⁍ GPS-tracking devices detect when an abuser gets too close and trigger an alert to a private security firm.


⁍ Such systems are already in use in Spain and the United States and have been piloted in Britain and Australia.


⁍ France has one of Europe’s highest femicide rates and 146 women were killed by their partner or a former partner in the country last year.

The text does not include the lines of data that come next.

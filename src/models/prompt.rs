use std::fmt;
use std::str::FromStr;

use serde::{Deserialize, Deserializer, Serialize, Serializer};
use strsim::jaro_winkler;

use crate::error::{EapoError, Result};

/// Dimension names in rendering and enumeration order.
pub const DIMENSION_NAMES: [&str; 4] = ["style", "reasoning", "format", "brevity"];

/// Minimum similarity for a "did you mean" suggestion.
const SUGGESTION_THRESHOLD: f64 = 0.8;

/// A closed set of values for one prompt dimension.
///
/// Every dimension has an `Unset` variant whose wire form is the empty string.
pub trait Dimension: Copy + Eq + fmt::Debug + 'static {
    /// Key used in configuration files and CSV headers.
    const NAME: &'static str;

    /// All variants, `Unset` first.
    const VALUES: &'static [Self];

    /// Wire string for this value.
    fn as_str(self) -> &'static str;

    fn is_unset(self) -> bool {
        self.as_str().is_empty()
    }

    /// Parse a wire string, rejecting unknown values.
    fn parse(value: &str) -> Result<Self> {
        if let Some(found) = Self::VALUES.iter().find(|v| v.as_str() == value) {
            return Ok(*found);
        }

        let suggestion = Self::VALUES
            .iter()
            .filter(|v| !v.is_unset())
            .map(|v| (v.as_str(), jaro_winkler(v.as_str(), &value.to_lowercase())))
            .filter(|(_, score)| *score >= SUGGESTION_THRESHOLD)
            .max_by(|a, b| a.1.partial_cmp(&b.1).unwrap_or(std::cmp::Ordering::Equal));

        let known: Vec<&str> = Self::VALUES
            .iter()
            .filter(|v| !v.is_unset())
            .map(|v| v.as_str())
            .collect();

        let message = match suggestion {
            Some((name, _)) => format!(
                "unknown {} value '{}' (did you mean '{}'?)",
                Self::NAME,
                value,
                name
            ),
            None => format!(
                "unknown {} value '{}' (expected one of: {})",
                Self::NAME,
                value,
                known.join(", ")
            ),
        };
        Err(EapoError::InvalidPrompt(message))
    }
}

macro_rules! dimension {
    (
        $(#[$meta:meta])*
        $name:ident = $key:literal {
            $($variant:ident => $wire:literal),+ $(,)?
        }
    ) => {
        $(#[$meta])*
        #[derive(Debug, Clone, Copy, PartialEq, Eq, Hash, Default)]
        pub enum $name {
            #[default]
            Unset,
            $($variant),+
        }

        impl Dimension for $name {
            const NAME: &'static str = $key;
            const VALUES: &'static [Self] = &[$name::Unset, $($name::$variant),+];

            fn as_str(self) -> &'static str {
                match self {
                    $name::Unset => "",
                    $($name::$variant => $wire),+
                }
            }
        }

        impl fmt::Display for $name {
            fn fmt(&self, f: &mut fmt::Formatter<'_>) -> fmt::Result {
                f.write_str(self.as_str())
            }
        }

        impl FromStr for $name {
            type Err = EapoError;

            fn from_str(s: &str) -> Result<Self> {
                <$name as Dimension>::parse(s)
            }
        }

        impl Serialize for $name {
            fn serialize<S: Serializer>(&self, serializer: S) -> std::result::Result<S::Ok, S::Error> {
                serializer.serialize_str(self.as_str())
            }
        }

        impl<'de> Deserialize<'de> for $name {
            fn deserialize<D: Deserializer<'de>>(deserializer: D) -> std::result::Result<Self, D::Error> {
                let raw = String::deserialize(deserializer)?;
                <$name as Dimension>::parse(&raw).map_err(serde::de::Error::custom)
            }
        }
    };
}

dimension! {
    /// Overall instruction style.
    Style = "style" {
        Concise => "concise",
        Role => "role",
        Stepwise => "stepwise",
        FewShot => "few-shot",
        ChainOfThought => "chain-of-thought",
    }
}

dimension! {
    /// How much rationale the model is asked to give.
    Reasoning = "reasoning" {
        Brief => "brief",
        Bounded => "bounded",
        Detailed => "detailed",
    }
}

dimension! {
    /// Output layout directive.
    Format = "format" {
        Bullets => "bullets",
        Json => "json",
        Table => "table",
    }
}

dimension! {
    /// Length constraint on the summary.
    Brevity = "brevity" {
        OneSentence => "1sent",
        ThreeSentences => "3sent",
        Words50 => "word50",
        Tokens50 => "token50",
    }
}

/// One concrete choice per rendering dimension.
///
/// Two configurations are equal iff all four dimension values match.
#[derive(Debug, Clone, Copy, PartialEq, Eq, Hash, Default, Serialize, Deserialize)]
pub struct PromptConfig {
    #[serde(default)]
    pub style: Style,
    #[serde(default)]
    pub reasoning: Reasoning,
    #[serde(default)]
    pub format: Format,
    #[serde(default)]
    pub brevity: Brevity,
}

impl PromptConfig {
    pub fn new(style: Style, reasoning: Reasoning, format: Format, brevity: Brevity) -> Self {
        Self {
            style,
            reasoning,
            format,
            brevity,
        }
    }

    /// Wire values in dimension order.
    pub fn values(&self) -> [&'static str; 4] {
        [
            self.style.as_str(),
            self.reasoning.as_str(),
            self.format.as_str(),
            self.brevity.as_str(),
        ]
    }

    /// Compact `style/reasoning/format/brevity` label, `-` for unset.
    pub fn display(&self) -> String {
        self.values()
            .iter()
            .map(|v| if v.is_empty() { "-" } else { v })
            .collect::<Vec<_>>()
            .join("/")
    }
}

– “If the abuser is very angry and determined he will kill all the same and commit suicide right after, as happens in many of these cases,’ says a spokeswoman for Paris-based activist group Feminicides par compagnons ou ex (women killed by their partner or ex). “The electronic bracelets will prevent absolutely nothing.” That’s what women’s rights activists are saying about GPS-tracking devices being tested in France, which has one of the highest femicide rates in Europe and saw 146 women killed by their partners or former partners last year, reports the Thomson Reuters Foundation. The devices, similar to tags used to keep tabs on sex offenders, detect when an abuser gets too close and trigger an alert to a private security firm, which tells him to back off. If the man refuses, police are called. Such systems are already in use in Spain and the United States and have been piloted in Britain and Australia. But women’s activists and researchers say the technology has limitations. “If the abuser is very angry and determined he will kill all the same and commit suicide right after, as happens in many of these cases,’ says the spokeswoman for Feminicides par compagnons ou ex. There is also evidence that GPS-tracked men tend to stay away from their victims and that the devices help prosecutors bring perpetrators to justice. President Emmanuel Macron has also pledged to create 1,000 new places in emergency shelters and improve police training amid rising femicide numbers.